Data extracted from a collection
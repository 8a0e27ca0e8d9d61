//! Data Service
//!
//! The contract of the coaching API. The store is the only caller; the
//! in-memory implementation lives in `infrastructure::mock_api`.

use async_trait::async_trait;

use crate::application::dto::{
    AuthResponse, ImageUpload, ProfileUpdate, SignInForm, SignUpForm, SocialProvider,
    SocialSignIn,
};
use crate::domain::{Client, Coach, NewClient, NewPlan, Plan};

/// Failures reported by the data service.
///
/// The display text is what the store surfaces as slice `error`.
#[derive(Debug, Clone, PartialEq, Eq, thiserror::Error)]
pub enum ServiceError {
    #[error("Email already exists")]
    DuplicateEmail,

    #[error("Invalid email or password")]
    InvalidCredentials,

    #[error("Not authenticated")]
    Unauthenticated,

    #[error("{entity} not found")]
    NotFound { entity: &'static str },

    #[error("{0}")]
    Validation(String),
}

impl ServiceError {
    pub fn client_not_found() -> Self {
        Self::NotFound { entity: "Client" }
    }

    pub fn plan_not_found() -> Self {
        Self::NotFound { entity: "Plan" }
    }
}

/// Coaching API operations.
///
/// Everything except the authentication family requires a signed-in session
/// and fails with [`ServiceError::Unauthenticated`] otherwise.
#[cfg_attr(test, mockall::automock)]
#[async_trait]
pub trait DataService: Send + Sync {
    /// Register a new coach and open a session.
    async fn sign_up(&self, form: SignUpForm) -> Result<AuthResponse, ServiceError>;

    /// Open a session with email and password.
    async fn sign_in(&self, form: SignInForm) -> Result<AuthResponse, ServiceError>;

    /// Close the session. Never fails.
    async fn sign_out(&self) -> Result<(), ServiceError>;

    /// Request a password reset email.
    async fn forgot_password(&self, email: &str) -> Result<(), ServiceError>;

    /// Open a session through an identity provider.
    async fn sign_in_with_social(
        &self,
        provider: SocialProvider,
        request: SocialSignIn,
    ) -> Result<AuthResponse, ServiceError>;

    /// Snapshot of the signed-in coach's clients.
    async fn get_clients(&self) -> Result<Vec<Client>, ServiceError>;

    /// Create a client owned by the signed-in coach.
    async fn add_client(&self, client: NewClient) -> Result<Client, ServiceError>;

    /// Replace a client by id.
    async fn update_client(&self, client: Client) -> Result<Client, ServiceError>;

    async fn delete_client(&self, client_id: &str) -> Result<(), ServiceError>;

    /// Snapshot of the signed-in coach's plans.
    async fn get_plans(&self) -> Result<Vec<Plan>, ServiceError>;

    /// Create a plan owned by the signed-in coach.
    async fn add_plan(&self, plan: NewPlan) -> Result<Plan, ServiceError>;

    /// Replace a plan by id, refreshing `updated_at`.
    async fn update_plan(&self, plan: Plan) -> Result<Plan, ServiceError>;

    async fn delete_plan(&self, plan_id: &str) -> Result<(), ServiceError>;

    /// Merge the given fields into the signed-in coach.
    async fn update_coach_profile(&self, update: ProfileUpdate) -> Result<Coach, ServiceError>;

    /// Upload an image and return its public URL.
    async fn upload_image(&self, file: ImageUpload) -> Result<String, ServiceError>;
}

§ **PROMPT**:
Transcribe, exactly and without additions, the lines of the records above, beginning with the line that contains "async fn delete_client(&self, client_id: &str)" and ending with the line that contains "Replace a plan", both included.

§ **RESPONSE BELOW**:
    async fn delete_client(&self, client_id: &str) -> Result<(), ServiceError>;

    /// Snapshot of the signed-in coach's plans.
    async fn get_plans(&self) -> Result<Vec<Plan>, ServiceError>;

    /// Create a plan owned by the signed-in coach.
    async fn add_plan(&self, plan: NewPlan) -> Result<Plan, ServiceError>;

    /// Replace a plan by id, refreshing `updated_at`.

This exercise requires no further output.